Luigi " Gigi " Meroni était à la fois George Best, Éric Cantona et Al Pacino. Un pur artiste du ballon, un héros de ce Torino maudit, le plus beau footballeur italien des sixties. Il est mort le 15 octobre 1967, à 24 ans, fauché par une Fiat conduite par un futur président du club turinois.

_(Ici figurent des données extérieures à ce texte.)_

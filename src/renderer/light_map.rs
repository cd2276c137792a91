use std::collections::HashMap;

use chain_light::{LightHandler, LightId};
use glam::UVec2;

use super::light::{vertex_layout, LightBuffers};
use super::texture;

/// Accumulates every light's strips into an HDR light map.
pub struct LightMapRenderer {
    pub lightmap: texture::Texture,
    light_buffers: HashMap<LightId, LightBuffers>,
    light_pipeline: wgpu::RenderPipeline,
}

pub const TEXTURE_FORMAT: wgpu::TextureFormat = wgpu::TextureFormat::Rgba16Float;

impl LightMapRenderer {
    pub fn new(resolution: UVec2, device: &wgpu::Device, uniform_bind_group_layout: &wgpu::BindGroupLayout) -> Self {
        let lightmap = texture::Texture::new_intermediate(device, resolution, TEXTURE_FORMAT, Some("Light map"));

        let light_shader = device.create_shader_module(wgpu::ShaderModuleDescriptor {
            label: Some("Light shader"),
            source: wgpu::ShaderSource::Wgsl(include_str!("light.wgsl").into()),
        });

        let light_pipeline_layout =
            device.create_pipeline_layout(&wgpu::PipelineLayoutDescriptor {
                label: Some("Light Render Pipeline Layout"),
                bind_group_layouts: &[uniform_bind_group_layout],
                push_constant_ranges: &[],
            });

        let light_pipeline = device.create_render_pipeline(&wgpu::RenderPipelineDescriptor {
            label: Some("Light Render Pipeline"),
            layout: Some(&light_pipeline_layout),
            vertex: wgpu::VertexState {
                module: &light_shader,
                entry_point: "vs_light",
                compilation_options: wgpu::PipelineCompilationOptions::default(),
                buffers: &[vertex_layout()],
            },
            fragment: Some(wgpu::FragmentState {
                module: &light_shader,
                entry_point: "fs_light",
                compilation_options: wgpu::PipelineCompilationOptions::default(),
                targets: &[Some(wgpu::ColorTargetState {
                    format: TEXTURE_FORMAT,
                    blend: Some(wgpu::BlendState {
                        color: wgpu::BlendComponent {
                            src_factor: wgpu::BlendFactor::SrcAlpha,
                            dst_factor: wgpu::BlendFactor::One,
                            operation: wgpu::BlendOperation::Add,
                        },
                        alpha: wgpu::BlendComponent {
                            src_factor: wgpu::BlendFactor::One,
                            dst_factor: wgpu::BlendFactor::One,
                            operation: wgpu::BlendOperation::Add,
                        },
                    }),
                    write_mask: wgpu::ColorWrites::ALL,
                })],
            }),
            primitive: wgpu::PrimitiveState {
                topology: wgpu::PrimitiveTopology::TriangleStrip,
                strip_index_format: None,
                front_face: wgpu::FrontFace::Ccw,
                // Strip winding flips with the chain direction.
                cull_mode: None,
                ..Default::default()
            },
            depth_stencil: None,
            multisample: wgpu::MultisampleState {
                count: 1,
                mask: !0,
                alpha_to_coverage_enabled: false,
            },
            multiview: None,
        });

        Self {
            lightmap,
            light_buffers: HashMap::new(),
            light_pipeline,
        }
    }

    pub fn resize(&mut self, resolution: UVec2, device: &wgpu::Device) {
        if self.lightmap.size.width == resolution.x && self.lightmap.size.height == resolution.y {
            return;
        }
        self.lightmap = texture::Texture::new_intermediate(device, resolution, TEXTURE_FORMAT, Some("Light map"));
    }

    /// Uploads the current strips of every visible light and draws them.
    /// Buffers of lights that went away or changed size are dropped.
    pub fn render(
        &mut self,
        device: &wgpu::Device,
        queue: &wgpu::Queue,
        encoder: &mut wgpu::CommandEncoder,
        uniform_bind_group: &wgpu::BindGroup,
        handler: &LightHandler,
    ) {
        self.light_buffers.retain(|id, buffers| {
            handler
                .get(*id)
                .map_or(false, |light| light.vertex_capacity() == buffers.capacity())
        });

        let mut visible = Vec::new();
        for (id, data) in handler.render_data() {
            let capacity = handler.get(id).map_or(0, |light| light.vertex_capacity());
            let buffers = self
                .light_buffers
                .entry(id)
                .or_insert_with(|| LightBuffers::new(device, capacity));
            buffers.write(queue, &data);
            visible.push(id);
        }

        let mut render_pass = encoder.begin_render_pass(&wgpu::RenderPassDescriptor {
            label: Some("Light map pass"),
            color_attachments: &[Some(wgpu::RenderPassColorAttachment {
                view: &self.lightmap.view,
                resolve_target: None,
                ops: wgpu::Operations {
                    load: wgpu::LoadOp::Clear(wgpu::Color::BLACK),
                    store: wgpu::StoreOp::Store,
                },
            })],
            depth_stencil_attachment: None,
            timestamp_writes: None,
            occlusion_query_set: None,
        });
        render_pass.set_pipeline(&self.light_pipeline);
        render_pass.set_bind_group(0, uniform_bind_group, &[]);
        for id in &visible {
            if let Some(buffers) = self.light_buffers.get(id) {
                buffers.draw(&mut render_pass);
            }
        }
    }
}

Il est 22h40 ce 15 octobre 1967, il y a très exactement 48 ans, quand le cœur de Gigi Meroni cesse définitivement de battre. On est dimanche, soir de la Domenica Sportiva, l'émission culte de la Rai. Le présentateur Enzo Tortora apprend en plein direct la nouvelle de l'accident fatal dont est victime le joueur du Torino, mais il s'abstient d'en parler. Ce n'est que le lendemain que l'Italie se réveille avec cette terrible perte, celle d'un champion fantasque, hors du commun, qui divise un pays encore très marqué à l'époque par le conservatisme religieux. Les circonstances de l'accident sont désormais connues. Meroni était accompagné par son coéquipier et grand ami Fabrizio Poletti. Les deux larrons venaient de gagner avec le Torino quelques heures avant à domicile face à la Sampdoria 4-2. Ils avaient rendez-vous avec leurs compagnes. Ils garent leur véhicule le long du très fréquenté Corso Re Umberto, une deux fois deux voies. Pour rejoindre le bar Zambon, situé en face, ils doivent traverser. Il pleut, la nuit tombe, c'est dangereux, mais ils s'engagent. C'est alors que surgit une Fiat 124 conduite par un jeune étudiant en médecine de 19 ans nommé Attilio Romero. Il est fan du Torino, il a assisté au stade au match face à la Samp', sur un mur de sa chambre est accroché un poster à l'effigie de Meroni. Ce dernier est percuté violemment sur l'une des voies en sens inverse de la circulation, où déboule un autre véhicule, une Lancia Aprilia. C'est ce second choc qui sera fatal au joueur de 24 ans, tandis que son coéquipier Fabrizio Poletti s'en tire avec de légères blessures. Meroni est mort avant d'arriver à l'hôpital, et 20 000 personnes assistent à ses obsèques. Le dimanche suivant, hasard du calendrier, c'est jour de derby turinois. Dans un état second, les Grenats cartonnent le rival 4-0, du jamais vu. Et puis rideau, il faut composer avec le traumatisme de cette perte, faire comme si ce club n'était pas maudit, continuer la saison et tenter d'oublier. À tel point qu'aujourd'hui, en dehors de l'Italie, plus beaucoup de monde ne sait qui était Gigi Meroni, probablement le plus artiste des joueurs des sixties, en tout cas avant que n'émerge en Angleterre le talent de George Best.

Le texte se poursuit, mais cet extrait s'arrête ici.